Based on the guidance in our pricing strategy book, Price to Scale, here’s how you can best manage your sales pipeline when transitioning to new pricing:

• Proactively prepare your sales teams: We emphasize in the book that before rolling out new pricing, your sales reps should be fully briefed. This includes test pitches and role-playing to understand how prospects might react. When deals in progress are based on old pricing, discuss with your team whether a transition conversation might preserve value while steering them toward the new packages.

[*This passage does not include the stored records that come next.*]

use std::path::{Path, PathBuf};

use indexmap::IndexMap;
use serde::Deserialize;
use tower_lsp::lsp_types::ConfigurationItem;
use tracing::{debug, warn};

use robotls_core::imports::ImportsConfig;
use robotls_core::namespace::{NamespaceOptions, DEFAULT_BDD_PREFIXES};

use super::state::RobotLanguageServer;
use super::utils::compute_content_hash;

pub(crate) const CONFIG_SECTION: &str = "robotls";

#[derive(Debug, Clone, Copy, PartialEq, Eq, Default, Deserialize)]
#[serde(rename_all = "camelCase")]
pub(crate) enum DiagnosticsMode {
    Off,
    Workspace,
    #[default]
    OpenFilesOnly,
}

#[derive(Debug, Clone, Copy, PartialEq, Eq, Default, Deserialize)]
#[serde(rename_all = "camelCase")]
pub(crate) enum ProgressMode {
    Off,
    #[default]
    Simple,
    Detailed,
}

#[derive(Debug, Clone, Copy, PartialEq, Eq, Default, Deserialize)]
#[serde(rename_all = "camelCase")]
pub(crate) enum CacheLocation {
    #[default]
    WorkspaceStorage,
    WorkspaceFolder,
}

#[derive(Debug, Clone, PartialEq)]
pub(crate) struct ServerConfig {
    pub(crate) exclude_patterns: Vec<String>,
    pub(crate) diagnostic_mode: DiagnosticsMode,
    pub(crate) progress_mode: ProgressMode,
    pub(crate) references_code_lens: bool,
    pub(crate) find_unused_references: bool,
    pub(crate) cache_location: CacheLocation,
    pub(crate) search_order: Vec<String>,
    pub(crate) max_concurrent: usize,
    pub(crate) inlay_parameter_names: bool,
    pub(crate) inlay_namespaces: bool,
    pub(crate) python_path: Vec<String>,
    pub(crate) variables: IndexMap<String, String>,
    pub(crate) variable_files: Vec<String>,
    pub(crate) bdd_prefixes: Vec<String>,
    pub(crate) robot_version: (u32, u32),
}

impl Default for ServerConfig {
    fn default() -> Self {
        Self {
            exclude_patterns: Vec::new(),
            diagnostic_mode: DiagnosticsMode::default(),
            progress_mode: ProgressMode::default(),
            references_code_lens: false,
            find_unused_references: false,
            cache_location: CacheLocation::default(),
            search_order: Vec::new(),
            max_concurrent: 2,
            inlay_parameter_names: true,
            inlay_namespaces: false,
            python_path: Vec::new(),
            variables: IndexMap::new(),
            variable_files: Vec::new(),
            bdd_prefixes: DEFAULT_BDD_PREFIXES.iter().map(|p| p.to_string()).collect(),
            robot_version: (7, 0),
        }
    }
}

#[derive(Debug, Clone, Deserialize, Default)]
#[serde(rename_all = "camelCase")]
pub(crate) struct RobotlsConfigSection {
    #[serde(default)]
    workspace: WorkspaceSection,
    #[serde(default)]
    analysis: AnalysisSection,
    #[serde(default)]
    inlay_hints: InlayHintsSection,
    #[serde(default)]
    robot: RobotSection,
}

#[derive(Debug, Clone, Deserialize, Default)]
#[serde(rename_all = "camelCase")]
struct WorkspaceSection {
    #[serde(default)]
    exclude_patterns: Option<Vec<String>>,
}

#[derive(Debug, Clone, Deserialize, Default)]
#[serde(rename_all = "camelCase")]
struct AnalysisSection {
    #[serde(default)]
    diagnostic_mode: Option<DiagnosticsMode>,
    #[serde(default)]
    progress_mode: Option<ProgressMode>,
    #[serde(default)]
    references_code_lens: Option<bool>,
    #[serde(default)]
    find_unused_references: Option<bool>,
    #[serde(default)]
    cache: CacheSection,
    #[serde(default)]
    search_order: Option<Vec<String>>,
    #[serde(default)]
    max_concurrent: Option<usize>,
}

#[derive(Debug, Clone, Deserialize, Default)]
#[serde(rename_all = "camelCase")]
struct CacheSection {
    #[serde(default)]
    save_location: Option<CacheLocation>,
}

#[derive(Debug, Clone, Deserialize, Default)]
#[serde(rename_all = "camelCase")]
struct InlayHintsSection {
    #[serde(default)]
    parameter_names: Option<bool>,
    #[serde(default)]
    namespaces: Option<bool>,
}

#[derive(Debug, Clone, Deserialize, Default)]
#[serde(rename_all = "camelCase")]
struct RobotSection {
    #[serde(default)]
    python_path: Option<Vec<String>>,
    #[serde(default)]
    variables: Option<IndexMap<String, String>>,
    #[serde(default)]
    variable_files: Option<Vec<String>>,
    #[serde(default)]
    bdd_prefixes: Option<Vec<String>>,
    #[serde(default)]
    version: Option<String>,
}

/// `"6.1.1"` -> `(6, 1)`. Unparsable parts count as zero.
pub(crate) fn parse_version(value: &str) -> Option<(u32, u32)> {
    let mut parts = value.trim().split('.');
    let major = parts.next()?.trim().parse().ok()?;
    let minor = parts.next().and_then(|m| m.trim().parse().ok()).unwrap_or(0);
    Some((major, minor))
}

impl ServerConfig {
    pub(crate) fn from_section(section: RobotlsConfigSection) -> Self {
        let defaults = Self::default();
        let analysis = section.analysis;
        let robot = section.robot;
        Self {
            exclude_patterns: section.workspace.exclude_patterns.unwrap_or(defaults.exclude_patterns),
            diagnostic_mode: analysis.diagnostic_mode.unwrap_or(defaults.diagnostic_mode),
            progress_mode: analysis.progress_mode.unwrap_or(defaults.progress_mode),
            references_code_lens: analysis.references_code_lens.unwrap_or(defaults.references_code_lens),
            find_unused_references: analysis.find_unused_references.unwrap_or(defaults.find_unused_references),
            cache_location: analysis.cache.save_location.unwrap_or(defaults.cache_location),
            search_order: analysis.search_order.unwrap_or(defaults.search_order),
            max_concurrent: analysis
                .max_concurrent
                .filter(|v| *v > 0)
                .unwrap_or(defaults.max_concurrent),
            inlay_parameter_names: section.inlay_hints.parameter_names.unwrap_or(defaults.inlay_parameter_names),
            inlay_namespaces: section.inlay_hints.namespaces.unwrap_or(defaults.inlay_namespaces),
            python_path: robot.python_path.unwrap_or(defaults.python_path),
            variables: robot.variables.unwrap_or(defaults.variables),
            variable_files: robot.variable_files.unwrap_or(defaults.variable_files),
            bdd_prefixes: robot
                .bdd_prefixes
                .filter(|p| !p.is_empty())
                .unwrap_or(defaults.bdd_prefixes),
            robot_version: robot
                .version
                .as_deref()
                .and_then(parse_version)
                .unwrap_or(defaults.robot_version),
        }
    }

    pub(crate) fn namespace_options(&self) -> NamespaceOptions {
        NamespaceOptions {
            search_order: self.search_order.clone(),
            bdd_prefixes: self.bdd_prefixes.clone(),
            robot_version: self.robot_version,
            find_unused: self.find_unused_references,
        }
    }

    /// Import settings for a workspace rooted at `root`. Relative python
    /// paths are taken from the root.
    pub(crate) fn imports_config(&self, root: &Path) -> ImportsConfig {
        let cache_dir = match self.cache_location {
            CacheLocation::WorkspaceFolder => root.join(".robotls").join("cache"),
            CacheLocation::WorkspaceStorage => std::env::temp_dir()
                .join("robotls")
                .join(format!("{:016x}", compute_content_hash(&root.to_string_lossy()))),
        };
        ImportsConfig {
            working_dir: root.to_path_buf(),
            python_path: self
                .python_path
                .iter()
                .map(|p| {
                    let path = PathBuf::from(p);
                    if path.is_absolute() {
                        path
                    } else {
                        root.join(path)
                    }
                })
                .collect(),
            variables: self.variables.clone(),
            variable_files: self.variable_files.clone(),
            cache_dir: Some(cache_dir),
        }
    }

    /// Settings that change how imports resolve; editing them drops every
    /// cached library doc.
    fn same_imports(&self, other: &ServerConfig) -> bool {
        self.python_path == other.python_path
            && self.variables == other.variables
            && self.variable_files == other.variable_files
            && self.cache_location == other.cache_location
    }
}

impl RobotLanguageServer {
    pub(crate) async fn load_config(&self) {
        let items = vec![ConfigurationItem {
            scope_uri: None,
            section: Some(CONFIG_SECTION.to_string()),
        }];

        let section = match self.client.configuration(items).await {
            Ok(values) => values
                .into_iter()
                .next()
                .filter(|v| !v.is_null())
                .map(serde_json::from_value::<RobotlsConfigSection>),
            Err(err) => {
                debug!("client returned no configuration: {}", err);
                None
            }
        };
        let config = match section {
            Some(Ok(section)) => ServerConfig::from_section(section),
            Some(Err(err)) => {
                warn!("invalid '{}' configuration: {}", CONFIG_SECTION, err);
                return;
            }
            None => ServerConfig::default(),
        };
        self.apply_config(config);
    }

    pub(crate) fn apply_config(&self, config: ServerConfig) {
        let previous = {
            let mut guard = self.config.lock().unwrap_or_else(std::sync::PoisonError::into_inner);
            std::mem::replace(&mut *guard, config.clone())
        };
        if !config.same_imports(&previous) || self.manager.config().cache_dir.is_none() {
            let root = self.root_dir();
            self.manager.set_config(config.imports_config(&root));
        }
        self.analysis.set_options(config.namespace_options());
        self.scheduler.configure(&config);
        debug!("configuration applied: {:?}", config);
    }
}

• Segment your customer and deal types: Our book explains that not every customer or deal is the same. For deals that are deep in discussion under old pricing, you might consider a tailored approach. This could mean extending a grace period for those particular deals or offering an upgraded package as an alternative—something that maintains fairness while gently nudging customers toward the revised pricing structure.

• Communicate the pricing shift transparently: Whether you decide to honor the old pricing temporarily or structure a clear transition, ensure that your sales collateral (like proposal slides) clearly outlines the difference between current and future offerings. This upfront communication helps manage customer expectations and reduces the risk of derailing ongoing deals.

In summary, while there isn’t a one-size-fits-all answer, our book suggests balancing consistent sales processes with flexibility to address deals at different stages. By preparing your team, segmenting your customer base, and being transparent about the changes, you can more confidently manage your sales pipeline during a pricing transition.